— MATERIAL PROVIDED —
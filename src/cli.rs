use anyhow::{Result, bail};
use clap::Parser;
use serde::{Deserialize, Serialize};
use std::path::PathBuf;

use crate::util;

#[derive(Parser, Debug)]
#[command(
    name = "insight-create",
    version,
    about = "Convert insight creation forms into canonical search-insight settings records (JSON)",
    long_about = None
)]
pub struct Cli {
  /// Creation form JSON (file path, or "-" for stdin)
  #[arg(long, default_value = "-")]
  pub form: String,

  /// Settings document to merge the new insight into; without it, only the
  /// canonical record is emitted
  #[arg(long)]
  pub settings: Option<PathBuf>,

  /// Output location: file path, or "-" for stdout
  #[arg(long, default_value = "-")]
  pub out: String,

  /// Rewrite the settings document in place (requires --settings)
  #[arg(long)]
  pub in_place: bool,

  /// Emit a troff man page to stdout (internal; for packaging)
  #[arg(long, hide = true)]
  pub gen_man: bool,
}

#[derive(Debug, Serialize, Deserialize)]
pub struct EffectiveConfig {
  pub form: String, // "-" or absolute path for stability
  pub settings: Option<String>,
  pub out: String,
  pub in_place: bool,
}

pub fn normalize(cli: Cli) -> Result<EffectiveConfig> {
  // Validate destination selection
  if cli.in_place && cli.settings.is_none() {
    bail!("--in-place requires --settings");
  }

  if cli.in_place && cli.out != "-" {
    bail!("Ambiguous destination: choose one of --in-place | --out");
  }

  let form = if cli.form == "-" {
    cli.form.clone()
  } else {
    util::canonicalize_lossy(&cli.form)
  };

  let settings = cli.settings.as_deref().map(util::canonicalize_lossy);

  Ok(EffectiveConfig {
    form,
    settings,
    out: cli.out,
    in_place: cli.in_place,
  })
}

#[cfg(test)]
mod tests {
  use super::*;

  fn base_cli() -> Cli {
    Cli {
      form: "-".into(),
      settings: None,
      out: "-".into(),
      in_place: false,
      gen_man: false,
    }
  }

  #[test]
  fn normalize_defaults_to_stdin_and_stdout() {
    let cfg = normalize(base_cli()).unwrap();
    assert_eq!(cfg.form, "-");
    assert_eq!(cfg.out, "-");
    assert!(cfg.settings.is_none());
    assert!(!cfg.in_place);
  }

  #[test]
  fn normalize_rejects_in_place_without_settings() {
    let mut cli = base_cli();
    cli.in_place = true;
    assert!(normalize(cli).is_err());
  }

  #[test]
  fn normalize_rejects_in_place_with_explicit_out() {
    let mut cli = base_cli();
    cli.in_place = true;
    cli.settings = Some(PathBuf::from("settings.json"));
    cli.out = "merged.json".into();
    assert!(normalize(cli).is_err());
  }

  #[test]
  fn normalize_canonicalizes_form_and_settings_paths() {
    let mut cli = base_cli();
    cli.form = "form.json".into();
    cli.settings = Some(PathBuf::from("settings.json"));
    let cfg = normalize(cli).unwrap();
    assert!(cfg.form.starts_with('/'));
    assert!(cfg.settings.unwrap().starts_with('/'));
  }
}
use anyhow::{Result, bail};
use serde::{Deserialize, Serialize};

use crate::model::{InsightStep, StepUnit};

// Creation-form types live here to keep the sanitizer focused.

/// Raw creation-form state as submitted by the form layer (wire shape).
///
/// The form still carries the boolean-plus-list scope encoding; use
/// [`CreationFormFields::scope`] to get the tagged view and avoid reading
/// `repositories` directly.
#[derive(Debug, Clone, Serialize, Deserialize)]
#[serde(rename_all = "camelCase")]
pub struct CreationFormFields {
  pub title: String,
  #[serde(default)]
  pub all_repos: bool,
  #[serde(default)]
  pub repositories: Vec<String>,
  pub series: Vec<FormSeries>,
  pub step: StepUnit,
  pub step_value: String,
}

/// One series definition in form shape: label, query text, and an optional
/// display color chosen in the picker.
#[derive(Debug, Clone, Serialize, Deserialize)]
pub struct FormSeries {
  pub name: String,
  pub query: String,
  #[serde(default, skip_serializing_if = "Option::is_none")]
  pub stroke: Option<String>,
}

/// Scope selector as a tagged union. An all-repositories insight ignores
/// whatever repository list is left over in the form from a prior UI state.
#[derive(Debug, Clone, Copy, PartialEq, Eq)]
pub enum Scope<'a> {
  AllRepositories,
  Explicit(&'a [String]),
}

impl CreationFormFields {
  pub fn scope(&self) -> Scope<'_> {
    if self.all_repos {
      Scope::AllRepositories
    } else {
      Scope::Explicit(&self.repositories)
    }
  }
}

/// Form-level validation. The sanitizer assumes these invariants hold and
/// does not re-check them; every caller path must run this first.
pub fn validate(form: &CreationFormFields) -> Result<()> {
  if form.title.trim().is_empty() {
    bail!("insight title must not be empty");
  }

  if form.series.is_empty() {
    bail!("at least one data series is required");
  }

  for series in &form.series {
    if series.query.trim().is_empty() {
      bail!("series {:?} is missing a search query", series.name);
    }
  }

  if !form.all_repos && form.repositories.iter().all(|r| r.trim().is_empty()) {
    bail!("provide at least one repository or select the all-repositories scope");
  }

  // Surfaces bad step values at the form boundary instead of mid-pipeline.
  InsightStep::parse(form.step, &form.step_value)?;

  Ok(())
}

— WHAT TO DO —
What's needed is a word-for-word restatement of all the entries.

— TASK SOLUTION —
filename src/cli.rs
use anyhow::{Result, bail};
use clap::Parser;
use serde::{Deserialize, Serialize};
use std::path::PathBuf;

use crate::util;

#[derive(Parser, Debug)]
#[command(
    name = "insight-create",
    version,
    about = "Convert insight creation forms into canonical search-insight settings records (JSON)",
    long_about = None
)]
pub struct Cli {
  /// Creation form JSON (file path, or "-" for stdin)
  #[arg(long, default_value = "-")]
  pub form: String,

  /// Settings document to merge the new insight into; without it, only the
  /// canonical record is emitted
  #[arg(long)]
  pub settings: Option<PathBuf>,

  /// Output location: file path, or "-" for stdout
  #[arg(long, default_value = "-")]
  pub out: String,

  /// Rewrite the settings document in place (requires --settings)
  #[arg(long)]
  pub in_place: bool,

  /// Emit a troff man page to stdout (internal; for packaging)
  #[arg(long, hide = true)]
  pub gen_man: bool,
}

#[derive(Debug, Serialize, Deserialize)]
pub struct EffectiveConfig {
  pub form: String, // "-" or absolute path for stability
  pub settings: Option<String>,
  pub out: String,
  pub in_place: bool,
}

pub fn normalize(cli: Cli) -> Result<EffectiveConfig> {
  // Validate destination selection
  if cli.in_place && cli.settings.is_none() {
    bail!("--in-place requires --settings");
  }

  if cli.in_place && cli.out != "-" {
    bail!("Ambiguous destination: choose one of --in-place | --out");
  }

  let form = if cli.form == "-" {
    cli.form.clone()
  } else {
    util::canonicalize_lossy(&cli.form)
  };

  let settings = cli.settings.as_deref().map(util::canonicalize_lossy);

  Ok(EffectiveConfig {
    form,
    settings,
    out: cli.out,
    in_place: cli.in_place,
  })
}

#[cfg(test)]
mod tests {
  use super::*;

  fn base_cli() -> Cli {
    Cli {
      form: "-".into(),
      settings: None,
      out: "-".into(),
      in_place: false,
      gen_man: false,
    }
  }

  #[test]
  fn normalize_defaults_to_stdin_and_stdout() {
    let cfg = normalize(base_cli()).unwrap();
    assert_eq!(cfg.form, "-");
    assert_eq!(cfg.out, "-");
    assert!(cfg.settings.is_none());
    assert!(!cfg.in_place);
  }

  #[test]
  fn normalize_rejects_in_place_without_settings() {
    let mut cli = base_cli();
    cli.in_place = true;
    assert!(normalize(cli).is_err());
  }

  #[test]
  fn normalize_rejects_in_place_with_explicit_out() {
    let mut cli = base_cli();
    cli.in_place = true;
    cli.settings = Some(PathBuf::from("settings.json"));
    cli.out = "merged.json".into();
    assert!(normalize(cli).is_err());
  }

  #[test]
  fn normalize_canonicalizes_form_and_settings_paths() {
    let mut cli = base_cli();
    cli.form = "form.json".into();
    cli.settings = Some(PathBuf::from("settings.json"));
    let cfg = normalize(cli).unwrap();
    assert!(cfg.form.starts_with('/'));
    assert!(cfg.settings.unwrap().starts_with('/'));
  }
}
use anyhow::{Result, bail};
use serde::{Deserialize, Serialize};

use crate::model::{InsightStep, StepUnit};

// Creation-form types live here to keep the sanitizer focused.

/// Raw creation-form state as submitted by the form layer (wire shape).
///
/// The form still carries the boolean-plus-list scope encoding; use
/// [`CreationFormFields::scope`] to get the tagged view and avoid reading
/// `repositories` directly.
#[derive(Debug, Clone, Serialize, Deserialize)]
#[serde(rename_all = "camelCase")]
pub struct CreationFormFields {
  pub title: String,
  #[serde(default)]
  pub all_repos: bool,
  #[serde(default)]
  pub repositories: Vec<String>,
  pub series: Vec<FormSeries>,
  pub step: StepUnit,
  pub step_value: String,
}

/// One series definition in form shape: label, query text, and an optional
/// display color chosen in the picker.
#[derive(Debug, Clone, Serialize, Deserialize)]
pub struct FormSeries {
  pub name: String,
  pub query: String,
  #[serde(default, skip_serializing_if = "Option::is_none")]
  pub stroke: Option<String>,
}

/// Scope selector as a tagged union. An all-repositories insight ignores
/// whatever repository list is left over in the form from a prior UI state.
#[derive(Debug, Clone, Copy, PartialEq, Eq)]
pub enum Scope<'a> {
  AllRepositories,
  Explicit(&'a [String]),
}

impl CreationFormFields {
  pub fn scope(&self) -> Scope<'_> {
    if self.all_repos {
      Scope::AllRepositories
    } else {
      Scope::Explicit(&self.repositories)
    }
  }
}

/// Form-level validation. The sanitizer assumes these invariants hold and
/// does not re-check them; every caller path must run this first.
pub fn validate(form: &CreationFormFields) -> Result<()> {
  if form.title.trim().is_empty() {
    bail!("insight title must not be empty");
  }

  if form.series.is_empty() {
    bail!("at least one data series is required");
  }

  for series in &form.series {
    if series.query.trim().is_empty() {
      bail!("series {:?} is missing a search query", series.name);
    }
  }

  if !form.all_repos && form.repositories.iter().all(|r| r.trim().is_empty()) {
    bail!("provide at least one repository or select the all-repositories scope");
  }

  // Surfaces bad step values at the form boundary instead of mid-pipeline.
  InsightStep::parse(form.step, &form.step_value)?;

  Ok(())
}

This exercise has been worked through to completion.